Task objective: Read the lines below, and copy any that contain the string "DefaultHasher".
■ ■ ■ ■ ■
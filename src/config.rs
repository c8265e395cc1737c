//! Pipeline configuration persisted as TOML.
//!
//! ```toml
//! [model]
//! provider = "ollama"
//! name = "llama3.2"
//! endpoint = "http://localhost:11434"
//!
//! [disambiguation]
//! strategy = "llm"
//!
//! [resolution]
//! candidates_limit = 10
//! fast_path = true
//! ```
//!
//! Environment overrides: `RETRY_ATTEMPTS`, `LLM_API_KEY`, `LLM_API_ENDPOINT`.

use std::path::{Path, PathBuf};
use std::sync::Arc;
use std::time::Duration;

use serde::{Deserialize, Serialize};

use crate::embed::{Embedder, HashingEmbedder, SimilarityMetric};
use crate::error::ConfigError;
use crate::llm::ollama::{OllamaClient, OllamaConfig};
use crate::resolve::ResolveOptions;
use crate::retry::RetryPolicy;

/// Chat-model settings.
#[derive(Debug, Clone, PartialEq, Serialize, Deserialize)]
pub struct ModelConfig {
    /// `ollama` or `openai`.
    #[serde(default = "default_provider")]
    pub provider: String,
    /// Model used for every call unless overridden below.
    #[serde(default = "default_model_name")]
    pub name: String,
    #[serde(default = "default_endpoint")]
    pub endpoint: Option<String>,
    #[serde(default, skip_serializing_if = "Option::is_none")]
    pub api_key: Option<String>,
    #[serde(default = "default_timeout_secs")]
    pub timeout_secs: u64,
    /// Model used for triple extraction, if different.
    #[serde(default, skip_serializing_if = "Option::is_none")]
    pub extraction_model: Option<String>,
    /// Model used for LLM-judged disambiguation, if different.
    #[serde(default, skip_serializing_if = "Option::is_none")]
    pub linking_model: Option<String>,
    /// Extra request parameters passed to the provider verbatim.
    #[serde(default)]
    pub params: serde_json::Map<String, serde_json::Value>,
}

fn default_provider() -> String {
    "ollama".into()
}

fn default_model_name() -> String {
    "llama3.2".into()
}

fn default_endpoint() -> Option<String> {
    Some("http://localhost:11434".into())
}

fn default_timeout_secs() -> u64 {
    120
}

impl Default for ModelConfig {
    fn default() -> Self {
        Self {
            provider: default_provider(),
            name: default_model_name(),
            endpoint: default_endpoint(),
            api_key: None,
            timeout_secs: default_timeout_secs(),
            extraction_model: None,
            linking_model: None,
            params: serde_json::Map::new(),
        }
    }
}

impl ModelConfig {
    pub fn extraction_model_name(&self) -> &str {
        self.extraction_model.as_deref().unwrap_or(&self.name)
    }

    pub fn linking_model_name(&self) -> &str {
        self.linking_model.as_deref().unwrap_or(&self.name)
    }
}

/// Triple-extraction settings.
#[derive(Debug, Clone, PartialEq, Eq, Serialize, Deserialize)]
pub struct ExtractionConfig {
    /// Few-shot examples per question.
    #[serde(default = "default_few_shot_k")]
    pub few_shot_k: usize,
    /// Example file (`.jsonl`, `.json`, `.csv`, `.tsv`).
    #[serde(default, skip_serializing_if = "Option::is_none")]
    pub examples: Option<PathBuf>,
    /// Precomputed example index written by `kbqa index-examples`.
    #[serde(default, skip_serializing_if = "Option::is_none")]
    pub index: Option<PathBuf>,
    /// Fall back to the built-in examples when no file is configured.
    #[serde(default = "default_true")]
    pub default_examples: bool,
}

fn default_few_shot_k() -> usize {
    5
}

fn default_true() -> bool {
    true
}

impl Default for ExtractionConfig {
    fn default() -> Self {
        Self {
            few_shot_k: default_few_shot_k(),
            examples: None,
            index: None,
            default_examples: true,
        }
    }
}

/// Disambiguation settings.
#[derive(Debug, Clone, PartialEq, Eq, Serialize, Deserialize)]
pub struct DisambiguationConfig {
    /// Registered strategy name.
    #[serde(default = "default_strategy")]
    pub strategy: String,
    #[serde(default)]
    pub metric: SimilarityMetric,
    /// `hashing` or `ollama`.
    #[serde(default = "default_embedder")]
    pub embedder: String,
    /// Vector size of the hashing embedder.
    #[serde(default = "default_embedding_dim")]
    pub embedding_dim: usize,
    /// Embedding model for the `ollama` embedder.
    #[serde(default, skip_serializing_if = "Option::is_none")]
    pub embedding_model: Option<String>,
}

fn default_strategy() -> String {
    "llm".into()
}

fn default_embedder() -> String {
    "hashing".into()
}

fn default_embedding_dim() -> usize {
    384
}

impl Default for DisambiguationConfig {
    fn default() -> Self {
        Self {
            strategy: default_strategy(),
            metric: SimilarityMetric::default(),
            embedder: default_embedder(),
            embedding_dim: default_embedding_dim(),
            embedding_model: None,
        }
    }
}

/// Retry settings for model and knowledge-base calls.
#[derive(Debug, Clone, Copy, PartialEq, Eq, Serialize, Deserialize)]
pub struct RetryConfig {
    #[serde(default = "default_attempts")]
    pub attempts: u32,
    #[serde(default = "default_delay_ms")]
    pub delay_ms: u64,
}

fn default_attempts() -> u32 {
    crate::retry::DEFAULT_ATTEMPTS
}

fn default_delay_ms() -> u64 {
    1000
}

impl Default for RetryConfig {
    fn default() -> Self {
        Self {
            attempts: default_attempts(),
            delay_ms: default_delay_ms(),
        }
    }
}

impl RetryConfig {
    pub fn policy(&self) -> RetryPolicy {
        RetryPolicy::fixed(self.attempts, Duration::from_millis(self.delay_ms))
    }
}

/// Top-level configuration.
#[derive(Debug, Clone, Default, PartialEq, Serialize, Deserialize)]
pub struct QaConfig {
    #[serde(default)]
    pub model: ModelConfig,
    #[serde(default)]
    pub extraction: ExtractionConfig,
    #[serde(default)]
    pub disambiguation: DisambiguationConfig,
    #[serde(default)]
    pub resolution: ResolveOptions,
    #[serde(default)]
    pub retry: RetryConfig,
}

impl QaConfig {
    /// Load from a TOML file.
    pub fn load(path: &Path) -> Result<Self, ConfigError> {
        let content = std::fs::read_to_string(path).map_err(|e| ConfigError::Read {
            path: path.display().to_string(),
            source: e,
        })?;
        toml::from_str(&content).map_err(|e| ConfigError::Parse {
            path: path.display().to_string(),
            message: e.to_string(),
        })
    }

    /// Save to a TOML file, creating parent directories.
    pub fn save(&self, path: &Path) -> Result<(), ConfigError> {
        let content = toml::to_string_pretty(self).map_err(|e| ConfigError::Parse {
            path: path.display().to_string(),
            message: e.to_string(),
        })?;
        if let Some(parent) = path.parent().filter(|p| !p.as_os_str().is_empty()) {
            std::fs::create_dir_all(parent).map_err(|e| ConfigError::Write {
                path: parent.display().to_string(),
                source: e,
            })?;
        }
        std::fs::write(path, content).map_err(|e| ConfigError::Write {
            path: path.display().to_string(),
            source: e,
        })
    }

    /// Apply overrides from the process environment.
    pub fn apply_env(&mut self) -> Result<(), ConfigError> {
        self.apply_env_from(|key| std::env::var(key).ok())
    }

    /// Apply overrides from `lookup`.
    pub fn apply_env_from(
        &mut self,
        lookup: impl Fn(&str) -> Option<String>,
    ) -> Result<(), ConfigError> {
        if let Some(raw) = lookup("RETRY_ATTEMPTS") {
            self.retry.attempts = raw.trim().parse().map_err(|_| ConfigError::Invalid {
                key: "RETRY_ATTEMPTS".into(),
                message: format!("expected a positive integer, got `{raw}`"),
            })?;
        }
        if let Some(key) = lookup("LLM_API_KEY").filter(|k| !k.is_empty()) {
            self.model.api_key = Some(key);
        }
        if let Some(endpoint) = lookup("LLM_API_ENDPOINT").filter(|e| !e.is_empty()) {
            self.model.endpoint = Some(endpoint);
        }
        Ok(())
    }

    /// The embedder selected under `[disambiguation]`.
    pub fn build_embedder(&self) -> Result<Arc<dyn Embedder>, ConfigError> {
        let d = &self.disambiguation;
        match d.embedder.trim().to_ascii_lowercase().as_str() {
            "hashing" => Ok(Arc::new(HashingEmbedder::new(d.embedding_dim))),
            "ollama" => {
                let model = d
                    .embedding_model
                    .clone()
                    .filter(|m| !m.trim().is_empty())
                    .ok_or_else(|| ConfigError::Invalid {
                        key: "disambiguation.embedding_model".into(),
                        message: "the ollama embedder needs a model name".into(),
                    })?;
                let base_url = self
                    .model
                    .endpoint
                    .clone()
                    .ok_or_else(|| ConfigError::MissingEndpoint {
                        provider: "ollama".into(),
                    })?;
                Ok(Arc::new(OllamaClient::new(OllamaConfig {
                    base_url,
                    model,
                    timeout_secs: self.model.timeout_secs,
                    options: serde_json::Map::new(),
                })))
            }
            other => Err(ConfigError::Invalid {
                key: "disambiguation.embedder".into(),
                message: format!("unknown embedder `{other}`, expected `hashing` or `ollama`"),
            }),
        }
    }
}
■ ■ ■ ■ ■
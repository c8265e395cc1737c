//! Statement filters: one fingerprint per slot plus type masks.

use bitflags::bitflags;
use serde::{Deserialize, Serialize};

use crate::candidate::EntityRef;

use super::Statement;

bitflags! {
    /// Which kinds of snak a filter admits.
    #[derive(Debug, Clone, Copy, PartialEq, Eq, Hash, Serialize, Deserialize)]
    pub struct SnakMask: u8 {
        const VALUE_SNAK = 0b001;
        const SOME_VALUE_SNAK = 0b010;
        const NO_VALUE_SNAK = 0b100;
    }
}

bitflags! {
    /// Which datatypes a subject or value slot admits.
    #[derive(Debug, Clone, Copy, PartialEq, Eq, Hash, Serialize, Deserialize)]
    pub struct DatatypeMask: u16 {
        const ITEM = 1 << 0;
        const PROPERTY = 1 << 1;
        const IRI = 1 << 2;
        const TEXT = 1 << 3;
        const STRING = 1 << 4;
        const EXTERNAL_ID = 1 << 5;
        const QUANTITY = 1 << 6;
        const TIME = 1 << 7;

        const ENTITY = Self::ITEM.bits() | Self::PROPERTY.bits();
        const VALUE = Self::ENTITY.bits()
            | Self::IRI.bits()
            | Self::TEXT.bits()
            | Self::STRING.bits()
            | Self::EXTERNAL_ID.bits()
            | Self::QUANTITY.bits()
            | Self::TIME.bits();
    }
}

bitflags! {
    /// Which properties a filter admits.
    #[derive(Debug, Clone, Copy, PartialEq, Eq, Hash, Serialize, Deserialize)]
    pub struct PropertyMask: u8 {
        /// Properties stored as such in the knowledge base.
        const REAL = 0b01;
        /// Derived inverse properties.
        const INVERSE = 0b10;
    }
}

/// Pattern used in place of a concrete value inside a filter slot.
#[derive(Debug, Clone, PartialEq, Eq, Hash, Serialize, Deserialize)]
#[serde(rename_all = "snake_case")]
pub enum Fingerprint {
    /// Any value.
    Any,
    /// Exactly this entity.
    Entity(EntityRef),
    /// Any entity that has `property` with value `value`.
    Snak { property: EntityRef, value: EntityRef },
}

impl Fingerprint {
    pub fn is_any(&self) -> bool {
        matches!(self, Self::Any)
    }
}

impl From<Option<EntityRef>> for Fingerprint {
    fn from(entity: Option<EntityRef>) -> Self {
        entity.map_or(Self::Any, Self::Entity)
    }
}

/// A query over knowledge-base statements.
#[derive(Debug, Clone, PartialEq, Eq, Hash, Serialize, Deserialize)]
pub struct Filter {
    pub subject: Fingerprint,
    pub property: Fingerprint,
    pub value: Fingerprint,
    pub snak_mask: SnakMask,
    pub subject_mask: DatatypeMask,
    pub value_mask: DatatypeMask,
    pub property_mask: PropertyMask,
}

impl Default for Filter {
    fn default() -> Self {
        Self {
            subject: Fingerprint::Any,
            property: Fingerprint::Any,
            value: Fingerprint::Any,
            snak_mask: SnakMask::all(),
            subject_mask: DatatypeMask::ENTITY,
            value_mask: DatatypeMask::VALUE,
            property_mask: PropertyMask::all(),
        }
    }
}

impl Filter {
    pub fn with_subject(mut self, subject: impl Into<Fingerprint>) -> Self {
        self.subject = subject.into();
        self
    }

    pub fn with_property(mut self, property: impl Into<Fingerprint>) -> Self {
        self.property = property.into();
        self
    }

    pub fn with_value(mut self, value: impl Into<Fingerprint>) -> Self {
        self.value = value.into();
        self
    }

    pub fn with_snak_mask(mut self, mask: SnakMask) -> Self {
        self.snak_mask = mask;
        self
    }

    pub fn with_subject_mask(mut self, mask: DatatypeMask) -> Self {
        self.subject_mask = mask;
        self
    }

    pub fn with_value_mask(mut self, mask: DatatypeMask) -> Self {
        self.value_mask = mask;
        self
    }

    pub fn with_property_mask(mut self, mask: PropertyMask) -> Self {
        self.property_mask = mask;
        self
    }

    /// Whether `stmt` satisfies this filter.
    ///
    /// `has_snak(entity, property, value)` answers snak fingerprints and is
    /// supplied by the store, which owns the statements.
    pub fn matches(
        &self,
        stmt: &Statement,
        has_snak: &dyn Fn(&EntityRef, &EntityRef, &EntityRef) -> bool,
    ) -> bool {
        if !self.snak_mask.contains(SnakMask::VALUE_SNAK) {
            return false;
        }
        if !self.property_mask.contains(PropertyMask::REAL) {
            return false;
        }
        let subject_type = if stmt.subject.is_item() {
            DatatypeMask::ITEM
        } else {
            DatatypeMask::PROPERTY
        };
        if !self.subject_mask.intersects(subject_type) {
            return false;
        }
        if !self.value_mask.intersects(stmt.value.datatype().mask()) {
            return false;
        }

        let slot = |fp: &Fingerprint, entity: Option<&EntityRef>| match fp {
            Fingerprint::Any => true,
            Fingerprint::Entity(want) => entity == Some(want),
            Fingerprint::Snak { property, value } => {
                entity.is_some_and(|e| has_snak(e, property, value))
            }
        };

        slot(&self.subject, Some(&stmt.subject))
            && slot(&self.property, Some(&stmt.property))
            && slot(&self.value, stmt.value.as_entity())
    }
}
■ ■ ■ ■ ■
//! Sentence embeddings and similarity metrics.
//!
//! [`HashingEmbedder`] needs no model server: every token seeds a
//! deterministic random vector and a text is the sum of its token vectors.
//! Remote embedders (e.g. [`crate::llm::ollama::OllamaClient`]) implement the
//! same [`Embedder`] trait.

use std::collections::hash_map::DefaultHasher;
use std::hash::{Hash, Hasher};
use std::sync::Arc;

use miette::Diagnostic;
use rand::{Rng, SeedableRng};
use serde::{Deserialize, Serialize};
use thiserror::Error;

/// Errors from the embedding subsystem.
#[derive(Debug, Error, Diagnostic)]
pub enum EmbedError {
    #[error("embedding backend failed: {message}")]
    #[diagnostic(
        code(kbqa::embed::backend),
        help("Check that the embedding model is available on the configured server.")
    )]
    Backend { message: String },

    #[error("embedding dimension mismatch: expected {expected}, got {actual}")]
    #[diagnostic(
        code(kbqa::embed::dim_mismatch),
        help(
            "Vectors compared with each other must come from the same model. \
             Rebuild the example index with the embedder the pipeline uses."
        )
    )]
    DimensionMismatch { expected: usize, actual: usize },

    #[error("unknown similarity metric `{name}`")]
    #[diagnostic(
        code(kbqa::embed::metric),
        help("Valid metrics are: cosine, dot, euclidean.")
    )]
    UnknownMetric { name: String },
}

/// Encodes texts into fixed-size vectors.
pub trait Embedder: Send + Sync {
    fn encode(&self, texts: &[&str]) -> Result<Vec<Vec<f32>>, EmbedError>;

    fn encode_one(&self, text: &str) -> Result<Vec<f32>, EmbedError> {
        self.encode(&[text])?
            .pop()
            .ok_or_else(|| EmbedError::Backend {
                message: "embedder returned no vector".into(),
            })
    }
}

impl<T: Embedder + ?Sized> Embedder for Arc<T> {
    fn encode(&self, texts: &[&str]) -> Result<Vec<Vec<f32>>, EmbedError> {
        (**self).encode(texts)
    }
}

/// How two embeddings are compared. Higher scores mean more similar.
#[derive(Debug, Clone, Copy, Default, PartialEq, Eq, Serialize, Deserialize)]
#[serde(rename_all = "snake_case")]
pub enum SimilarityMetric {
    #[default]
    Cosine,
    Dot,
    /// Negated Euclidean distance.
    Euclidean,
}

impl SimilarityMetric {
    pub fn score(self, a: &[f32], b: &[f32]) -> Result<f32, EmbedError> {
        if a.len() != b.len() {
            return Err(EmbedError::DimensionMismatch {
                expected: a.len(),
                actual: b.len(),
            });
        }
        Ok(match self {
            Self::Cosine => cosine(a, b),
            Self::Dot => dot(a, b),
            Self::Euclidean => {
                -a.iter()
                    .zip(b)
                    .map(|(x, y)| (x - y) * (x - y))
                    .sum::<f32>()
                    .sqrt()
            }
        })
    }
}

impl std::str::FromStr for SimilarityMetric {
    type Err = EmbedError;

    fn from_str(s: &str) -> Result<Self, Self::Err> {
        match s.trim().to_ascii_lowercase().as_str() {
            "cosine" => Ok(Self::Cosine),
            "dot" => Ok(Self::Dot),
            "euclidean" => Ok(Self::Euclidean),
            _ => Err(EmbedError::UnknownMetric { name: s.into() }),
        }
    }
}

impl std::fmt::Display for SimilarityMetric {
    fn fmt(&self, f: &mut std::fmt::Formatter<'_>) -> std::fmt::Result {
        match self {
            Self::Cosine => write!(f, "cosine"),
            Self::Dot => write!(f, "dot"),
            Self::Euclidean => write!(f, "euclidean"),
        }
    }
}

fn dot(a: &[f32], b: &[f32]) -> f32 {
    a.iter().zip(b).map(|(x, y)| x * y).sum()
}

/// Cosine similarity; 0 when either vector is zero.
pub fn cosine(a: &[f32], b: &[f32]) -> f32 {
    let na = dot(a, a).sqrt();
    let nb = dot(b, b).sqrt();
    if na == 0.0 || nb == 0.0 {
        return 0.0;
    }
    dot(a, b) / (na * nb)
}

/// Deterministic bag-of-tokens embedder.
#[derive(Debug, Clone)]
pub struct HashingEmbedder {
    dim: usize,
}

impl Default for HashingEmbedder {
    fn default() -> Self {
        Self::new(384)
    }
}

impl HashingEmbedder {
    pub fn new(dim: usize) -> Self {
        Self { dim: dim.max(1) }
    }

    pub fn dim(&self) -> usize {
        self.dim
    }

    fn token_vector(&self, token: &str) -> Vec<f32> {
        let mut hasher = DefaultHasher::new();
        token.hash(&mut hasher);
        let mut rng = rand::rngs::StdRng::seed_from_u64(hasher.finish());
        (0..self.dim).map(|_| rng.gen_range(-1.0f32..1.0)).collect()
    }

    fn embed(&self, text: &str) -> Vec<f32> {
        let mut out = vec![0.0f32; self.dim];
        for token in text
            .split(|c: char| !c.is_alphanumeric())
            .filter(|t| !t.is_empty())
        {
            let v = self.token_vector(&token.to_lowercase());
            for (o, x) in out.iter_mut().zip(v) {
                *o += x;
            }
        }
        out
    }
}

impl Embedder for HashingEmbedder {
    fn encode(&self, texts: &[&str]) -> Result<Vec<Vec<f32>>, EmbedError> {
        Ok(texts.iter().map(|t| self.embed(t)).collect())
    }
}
■ ■ ■ ■ ■
Result for this task:
use std::collections::hash_map::DefaultHasher;
        let mut hasher = DefaultHasher::new();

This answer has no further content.